Aquilo me surpreendeu – a necessidade dele de escrever, eu digo. Eu não sabia praticamente nada dos hábitos dele, como passava o tempo, mas ele nunca me pareceu um trabalhador obsessivo.
“Está falando sério?”, eu perguntei.
“Fico deprimido se não escrever”, ele respondeu.
“Então para que essa reforma sem fim?”, eu perguntei. “Você podia contratar alguém para fazer a reforma da sua casa e dedicar a escrever o tempo que economizaria.”
“Você não entende”, ele disse. “Mesmo que eu tivesse dinheiro para contratar um pedreiro, coisa que não tenho, mesmo assim eu sentiria necessidade de passar X horas cavando o jardim, carregando pedras ou misturando concreto.” E partiu para mais um daqueles discursos dele sobre a necessidade de derrubar o tabu sobre trabalho braçal.
Eu me perguntei se não havia uma certa crítica a mim pairando no ar: que o trabalho pago da minha empregada negra me deixava livre para ter casos com homens estranhos, por exemplo. Mas deixei passar. “Bom”, eu disse, “você sem dúvida não entende de economia. O primeiro princípio da economia é que se todos insistíssemos em fabricar nosso próprio fio e ordenhar nossas próprias vacas em vez de empregar outras pessoas para fazer isso por nós, ficaríamos para sempre empacados na Idade da Pedra. Por isso é que nós inventamos uma economia baseada na troca, que por sua vez possibilitou nossa longa história de progresso material. Você paga alguém para assentar o concreto e em troca você consegue tempo para escrever o livro que vai justificar a sua folga e dar sentido à sua vida. Pode até dar sentido à vida do operário que assenta o concreto para você. De forma que nós todos prosperamos.”
“Você acredita mesmo nisso?”, ele perguntou. “Que livros dão sentido às nossas vidas?”
“Acredito”, eu respondi. “Um livro deve ser um machado para abrir o mar congelado dentro de nós. O que mais ele seria?”
“Um gesto de recusa diante da época. Uma aposta na imortalidade.”
“Ninguém é imortal. Livros não são imortais. O globo todo em que pisamos vai ser sugado pelo sol e queimado até virar cinzas. E depois disso o próprio universo vai implodir e desaparecer num buraco negro. Nada vai sobreviver, nem eu, nem você, e com certeza nem a minoria interessada em livros sobre homens da fronteira imaginários da África do Sul do século 18.”
“Eu não quis dizer imortal no sentido de existir fora do tempo. Quis dizer sobreviver além da própria morte física.”
“Quer que as pessoas leiam seus livros depois que você morrer?”
“Me dá alguma consolação contar com essa perspectiva.”
“Mesmo você não estando mais aqui para saber?”
“Mesmo eu não estando mais aqui para saber.”
“Mas por que as pessoas do futuro deveriam se dar ao trabalho de ler o livro que você escreve se ele não disser nada a elas, se não ajudar as pessoas a encontrar um sentido para a vida delas?”

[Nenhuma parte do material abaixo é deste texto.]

pub mod round;
pub mod target;
pub mod wheel;
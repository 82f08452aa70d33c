pub mod hud;
pub mod scene;
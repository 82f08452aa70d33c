//! Wheel steering and rolling.
//!
//! Steering is a world-space yaw about +Y applied to both the wheel rotation and its heading.
//! Rolling translates along the heading and spins the mesh about its local axle.
use bevy::prelude::*;

use crate::app::state::RoundState;
use crate::core::components::{FollowCamera, Wheel, WheelHeading};
use crate::core::config::{GameConfig, WheelConfig};
use crate::core::system::system_order::WheelMotionSet;
use crate::interaction::inputmap::types::{actions, InputMap};

/// Cylinder meshes are Y-aligned, so the axle is the mesh-local Y axis.
pub const WHEEL_AXLE: Vec3 = Vec3::Y;
/// Mesh-local direction that becomes the initial heading once the base rotation is applied.
pub const WHEEL_LOCAL_FORWARD: Vec3 = Vec3::NEG_Z;

/// Rotation standing the Y-aligned cylinder upright with its axle along world X.
pub fn wheel_base_rotation() -> Quat {
    Quat::from_rotation_z(std::f32::consts::FRAC_PI_2)
}

pub fn initial_heading(base_rotation: Quat) -> WheelHeading {
    WheelHeading {
        forward: (base_rotation * WHEEL_LOCAL_FORWARD)
            .try_normalize()
            .unwrap_or(Vec3::NEG_Z),
    }
}

/// Snapshot of the four wheel actions for one frame.
#[derive(Debug, Default, Clone, Copy, PartialEq, Eq)]
pub struct WheelCommand {
    pub steer_left: bool,
    pub steer_right: bool,
    pub forward: bool,
    pub backward: bool,
}

impl WheelCommand {
    pub fn from_input(map: &InputMap) -> Self {
        Self {
            steer_left: map.pressed(actions::STEER_LEFT),
            steer_right: map.pressed(actions::STEER_RIGHT),
            forward: map.pressed(actions::ROLL_FORWARD),
            backward: map.pressed(actions::ROLL_BACKWARD),
        }
    }

    pub fn is_idle(&self) -> bool {
        !(self.steer_left || self.steer_right || self.forward || self.backward)
    }
}

#[derive(Debug, Clone, Copy, PartialEq)]
pub struct WheelStep {
    pub rotation: Quat,
    pub heading: Vec3,
    pub translation: Vec3,
}

/// One frame of wheel motion. Steering happens first so a simultaneous roll follows the new heading.
pub fn steer_and_roll(
    rotation: Quat,
    heading: Vec3,
    cmd: WheelCommand,
    dt: f32,
    cfg: &WheelConfig,
) -> WheelStep {
    let mut rotation = rotation;
    let mut heading = heading;

    let mut steer_deg = 0.0_f32;
    if cmd.steer_left {
        steer_deg += cfg.steer_speed_deg * dt;
    }
    if cmd.steer_right {
        steer_deg -= cfg.steer_speed_deg * dt;
    }
    if steer_deg != 0.0 {
        let yaw = Quat::from_axis_angle(Vec3::Y, steer_deg.to_radians());
        rotation = yaw * rotation;
        heading = yaw * heading;
    }

    let mut translation = Vec3::ZERO;
    let roll = (cfg.roll_speed_deg * dt).to_radians();
    if cmd.forward {
        translation += heading * cfg.speed * dt;
        rotation *= Quat::from_axis_angle(WHEEL_AXLE, roll);
    }
    if cmd.backward {
        translation -= heading * cfg.speed * dt;
        rotation *= Quat::from_axis_angle(WHEEL_AXLE, -roll);
    }

    WheelStep {
        rotation: rotation.normalize(),
        heading,
        translation,
    }
}

pub struct WheelPlugin;

impl Plugin for WheelPlugin {
    fn build(&self, app: &mut App) {
        app.add_systems(
            Update,
            drive_wheel
                .in_set(WheelMotionSet)
                .run_if(in_state(RoundState::Playing)),
        );
    }
}

/// Applies this frame's wheel step; the follow camera takes the same translation so framing is kept.
pub fn drive_wheel(
    time: Res<Time>,
    cfg: Res<GameConfig>,
    input_map: Res<InputMap>,
    mut q_wheel: Query<(&mut Transform, &mut WheelHeading), (With<Wheel>, Without<FollowCamera>)>,
    mut q_camera: Query<&mut Transform, (With<FollowCamera>, Without<Wheel>)>,
    mut reported_missing: Local<bool>,
    mut reported_camera: Local<bool>,
) {
    let cmd = WheelCommand::from_input(&input_map);
    if cmd.is_idle() {
        return;
    }
    let Ok((mut transform, mut heading)) = q_wheel.single_mut() else {
        if !*reported_missing {
            error!(target: "wheel", "expected exactly one Wheel entity; wheel input ignored");
            *reported_missing = true;
        }
        return;
    };
    let step = steer_and_roll(
        transform.rotation,
        heading.forward,
        cmd,
        time.delta_secs(),
        &cfg.wheel,
    );
    transform.rotation = step.rotation;
    transform.translation += step.translation;
    heading.forward = step.heading;

    if step.translation != Vec3::ZERO {
        match q_camera.single_mut() {
            Ok(mut camera) => camera.translation += step.translation,
            Err(e) => {
                if !*reported_camera {
                    error!(target: "wheel", "expected exactly one FollowCamera ({e}); camera not following");
                    *reported_camera = true;
                }
            }
        }
    }
}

“Talvez elas ainda gostem de ler livros que são bem escritos.”
“Isso é bobagem. É a mesma coisa que dizer que se eu fizer uma radiovitrola muito boa ela ainda vai estar sendo usada pelas pessoas no século 25. Mas não vai. Porque uma radiovitrola, por mais benfeita que seja, vai estar obsoleta. Não vai significar nada para as pessoas do século 25.”
“Talvez no século 25 ainda exista uma minoria com curiosidade para saber como soava uma radiovitrola do final do século 20.”
“Colecionadores. Gente que tem hobby. É assim que você pretende passar a sua vida: sentado na sua mesa manufaturando um objeto que pode ou não ser preservado como curiosidade?”
Ele deu de ombros. “Tem alguma ideia melhor?”